Some
of you may remember that the causeway bridge to LBI wasn’t as “smooth sailing”
as it is today (when the traffic is moving, of course). There was a time when
there was a series of clippity, cloppity wooden bridges coming out of Manahawkin
over to the island. I remember riding in the backseat of the family car (a 1946
two-tone green Plymouth sedan—a used car—our family always had used cars) and
being awakened by the sound of crossing the bridges and getting excited about
what lie just ahead.
I would stare out the car window at all
the fascinating sights like old rundown shacks in the marsh areas around the
bay, and imagine what it must be like to live there and wake up every morning
to the wonderful aroma of swampy salt air. I would start telling my parents
what I wanted to do on the beach that day, and ask if we could get ice cream
from the Good Humor truck when it came around ringing its child-beckoning bell
(they were noncommittal about that). I would think about what new kind of tin
bucket and shovel I might get at the extravagant cost of 25 cents. (I saw a
couple of those in an antique store on the island a few years back going for
the price of $350 each.)
All in all, a beach day on LBI was as if
there was no other place in the world for a day.
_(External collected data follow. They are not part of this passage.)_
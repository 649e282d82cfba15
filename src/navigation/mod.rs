//! Navigation state machine: selected menu ⇄ address bar ⇄ history.
//!
//! Inputs are explicit menu selections, `popstate` (back/forward), in-app
//! navigation requests and authentication changes. After every change of
//! selection the machine pushes the selection's path, but only when it
//! differs from the last path it recorded, so reacting to the browser's own
//! navigation never re-pushes the entry the browser is already on.

use serde::{Deserialize, Serialize};

#[cfg(target_arch = "wasm32")]
mod browser;

#[cfg(target_arch = "wasm32")]
pub use browser::{BrowserHistory, PopStateListener};

/// History backing the running app
#[cfg(target_arch = "wasm32")]
pub type PlatformHistory = BrowserHistory;
#[cfg(not(target_arch = "wasm32"))]
pub type PlatformHistory = MemoryHistory;

/// Top-level dashboard panels. Serialized with their display names.
#[derive(Debug, Clone, Copy, PartialEq, Eq, Hash, Serialize, Deserialize)]
pub enum MenuKey {
    #[serde(rename = "Inicio")]
    Home,
    #[serde(rename = "Casa 3D")]
    House3d,
    #[serde(rename = "Gestión de Dispositivos")]
    Devices,
    #[serde(rename = "Monitoreo y Seguridad")]
    Security,
    #[serde(rename = "Música")]
    Music,
    #[serde(rename = "Chat")]
    Chat,
    #[serde(rename = "Rutinas")]
    Routines,
    #[serde(rename = "Configuración")]
    Config,
    #[serde(rename = "Recuperar Contraseña")]
    RecoverPassword,
    #[serde(rename = "Login")]
    Login,
}

impl MenuKey {
    pub const ALL: [MenuKey; 10] = [
        MenuKey::Home,
        MenuKey::House3d,
        MenuKey::Devices,
        MenuKey::Security,
        MenuKey::Music,
        MenuKey::Chat,
        MenuKey::Routines,
        MenuKey::Config,
        MenuKey::RecoverPassword,
        MenuKey::Login,
    ];

    /// Entries shown in the sidebar, in display order
    pub const SIDEBAR: [MenuKey; 8] = [
        MenuKey::Home,
        MenuKey::House3d,
        MenuKey::Devices,
        MenuKey::Security,
        MenuKey::Music,
        MenuKey::Chat,
        MenuKey::Routines,
        MenuKey::Config,
    ];

    pub fn label(self) -> &'static str {
        match self {
            MenuKey::Home => "Inicio",
            MenuKey::House3d => "Casa 3D",
            MenuKey::Devices => "Gestión de Dispositivos",
            MenuKey::Security => "Monitoreo y Seguridad",
            MenuKey::Music => "Música",
            MenuKey::Chat => "Chat",
            MenuKey::Routines => "Rutinas",
            MenuKey::Config => "Configuración",
            MenuKey::RecoverPassword => "Recuperar Contraseña",
            MenuKey::Login => "Login",
        }
    }

    pub fn path(self) -> &'static str {
        match self {
            MenuKey::Home => "/inicio",
            MenuKey::House3d => "/casa3d",
            MenuKey::Devices => "/dispositivos",
            MenuKey::Security => "/seguridad",
            MenuKey::Music => "/musica",
            MenuKey::Chat => "/chat",
            MenuKey::Routines => "/rutinas",
            MenuKey::Config => "/configuracion",
            MenuKey::RecoverPassword => "/recuperar",
            MenuKey::Login => "/login",
        }
    }

    /// Look up the menu for a path. Query and fragment are ignored, as is a
    /// trailing slash.
    pub fn from_path(path: &str) -> Option<MenuKey> {
        let path = normalize_path(path);
        MenuKey::ALL.into_iter().find(|menu| menu.path() == path)
    }

    /// Panels reachable without a session
    pub fn is_public(self) -> bool {
        matches!(self, MenuKey::Login | MenuKey::RecoverPassword)
    }
}

/// Reduce a path or URL to its bare path: `/rutinas/?x=1#top` → `/rutinas`
pub fn normalize_path(raw: &str) -> String {
    let parsed = url::Url::parse("http://localhost/").and_then(|base| base.join(raw));
    let path = match &parsed {
        Ok(u) => u.path(),
        Err(_) => raw,
    };
    let trimmed = path.trim_end_matches('/');
    if trimmed.is_empty() {
        "/".to_string()
    } else {
        trimmed.to_string()
    }
}

/// The slice of browser history the navigation machine needs
pub trait History {
    /// Path currently shown in the address bar
    fn current_path(&self) -> String;
    /// Add a history entry and make it current
    fn push(&mut self, path: &str);
}

/// In-memory history with back/forward, for SSR and tests
#[derive(Debug, Clone)]
pub struct MemoryHistory {
    entries: Vec<String>,
    index: usize,
}

impl MemoryHistory {
    pub fn new(initial_path: &str) -> Self {
        Self {
            entries: vec![initial_path.to_string()],
            index: 0,
        }
    }

    /// Move back one entry; the caller then delivers `popstate`
    pub fn back(&mut self) -> bool {
        if self.index == 0 {
            return false;
        }
        self.index -= 1;
        true
    }

    pub fn forward(&mut self) -> bool {
        if self.index + 1 >= self.entries.len() {
            return false;
        }
        self.index += 1;
        true
    }

    /// Simulate the user typing a URL (no popstate)
    pub fn visit(&mut self, path: &str) {
        self.push(path);
    }

    pub fn entries(&self) -> &[String] {
        &self.entries
    }

    pub fn len(&self) -> usize {
        self.entries.len()
    }

    pub fn is_empty(&self) -> bool {
        self.entries.is_empty()
    }
}

impl Default for MemoryHistory {
    fn default() -> Self {
        Self::new("/")
    }
}

impl History for MemoryHistory {
    fn current_path(&self) -> String {
        self.entries[self.index].clone()
    }

    fn push(&mut self, path: &str) {
        // Pushing discards any forward entries, like the browser does
        self.entries.truncate(self.index + 1);
        self.entries.push(path.to_string());
        self.index = self.entries.len() - 1;
    }
}

/// Selected menu plus the bookkeeping that keeps it in step with history
pub struct Navigator<H: History> {
    history: H,
    selected: MenuKey,
    last_pushed: Option<String>,
    authenticated: Option<bool>,
}

impl<H: History> Navigator<H> {
    pub fn new(history: H) -> Self {
        Self {
            history,
            selected: MenuKey::Home,
            last_pushed: None,
            authenticated: None,
        }
    }

    pub fn selected(&self) -> MenuKey {
        self.selected
    }

    /// Whether [`Navigator::mount`] has run
    pub fn is_mounted(&self) -> bool {
        self.authenticated.is_some()
    }

    pub fn last_pushed_path(&self) -> Option<&str> {
        self.last_pushed.as_deref()
    }

    pub fn history(&self) -> &H {
        &self.history
    }

    pub fn history_mut(&mut self) -> &mut H {
        &mut self.history
    }

    /// Resolve the initial selection from the address bar. Unmapped paths
    /// fall back to Home when signed in, Login otherwise.
    pub fn mount(&mut self, authenticated: bool) -> MenuKey {
        let current = normalize_path(&self.history.current_path());
        let resolved = MenuKey::from_path(&current);
        self.authenticated = Some(authenticated);
        self.selected = resolved.unwrap_or(if authenticated {
            MenuKey::Home
        } else {
            MenuKey::Login
        });

        if resolved.is_some() {
            // Already on the right entry
            self.last_pushed = Some(current);
        }

        if authenticated {
            // A signed-in user landing on /login or /recuperar goes to Home
            if self.selected.is_public() {
                self.selected = MenuKey::Home;
            }
        } else if !self.selected.is_public() {
            self.selected = MenuKey::Login;
        }
        self.sync_history();
        tracing::debug!("Navigation mounted at {:?}", self.selected);
        self.selected
    }

    /// Explicit selection from the UI. Returns true if a history entry was
    /// pushed.
    pub fn select(&mut self, menu: MenuKey) -> bool {
        self.selected = menu;
        self.sync_history()
    }

    /// In-app navigation request. Always carries a valid key.
    pub fn request(&mut self, menu: MenuKey) -> bool {
        tracing::debug!("Navigation requested: {:?}", menu);
        self.select(menu)
    }

    /// Back/forward happened: follow the address bar if it maps to a menu,
    /// otherwise keep the current selection.
    pub fn on_popstate(&mut self) -> Option<MenuKey> {
        let current = normalize_path(&self.history.current_path());
        let menu = MenuKey::from_path(&current)?;
        self.selected = menu;
        // The browser is already on this entry
        self.last_pushed = Some(current);
        self.sync_history();
        Some(menu)
    }

    /// React to an authentication change. Signing in while on `/login`
    /// selects Home; signing out selects Login unconditionally. Repeats of
    /// the same state are ignored so unrelated session updates do not move
    /// the user.
    pub fn on_auth_changed(&mut self, authenticated: bool) {
        match self.authenticated {
            None => {
                self.mount(authenticated);
                return;
            }
            Some(previous) if previous == authenticated => return,
            Some(_) => {}
        }
        self.authenticated = Some(authenticated);

        if authenticated {
            let current = normalize_path(&self.history.current_path());
            if current == MenuKey::Login.path() {
                self.selected = MenuKey::Home;
            }
        } else {
            self.selected = MenuKey::Login;
        }
        self.sync_history();
    }

    fn sync_history(&mut self) -> bool {
        let path = self.selected.path();
        if self.last_pushed.as_deref() == Some(path) {
            return false;
        }
        tracing::debug!("Pushing history entry {}", path);
        self.history.push(path);
        self.last_pushed = Some(path.to_string());
        true
    }
}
There have been many times that I have wished I
could travel back in time and experience that feeling of excitement and
anticipation that was so mind and heart-filling—a sense of joy that only
children know because they’re not caught up with everything else going on in
the world or thinking about some responsibility to be met that weights heavy on
a person’s heart.
Too bad, really. I know that it would be
weird for us adults to act like children or to think of ourselves or the world
as innocent. We know better than that. On the other hand, I have a feeling that
sometimes we are too adult-like in the sense that we deny the importance
allowing ourselves childlike moments.
I have vowed to myself in these
retirement years, after 44 years of being in the ministry that I’m going try
to regain that sense of wonder that I once knew, staring out the back window of our 46 Plymouth, in spite of the fact that I am
quite aware of how imperfect I am and the world is. Most certainly I do not
intend to totally enter a world of make believe, but I do think that I think that it's possible to let go of our preoccupation with the grown-up world of worries and woes, and even if just for a moment or a day, allow ourselves the healing privilege of childllike joy.
I'll let you know how I make out with that, but maybe you could let me know how you're doing with it too.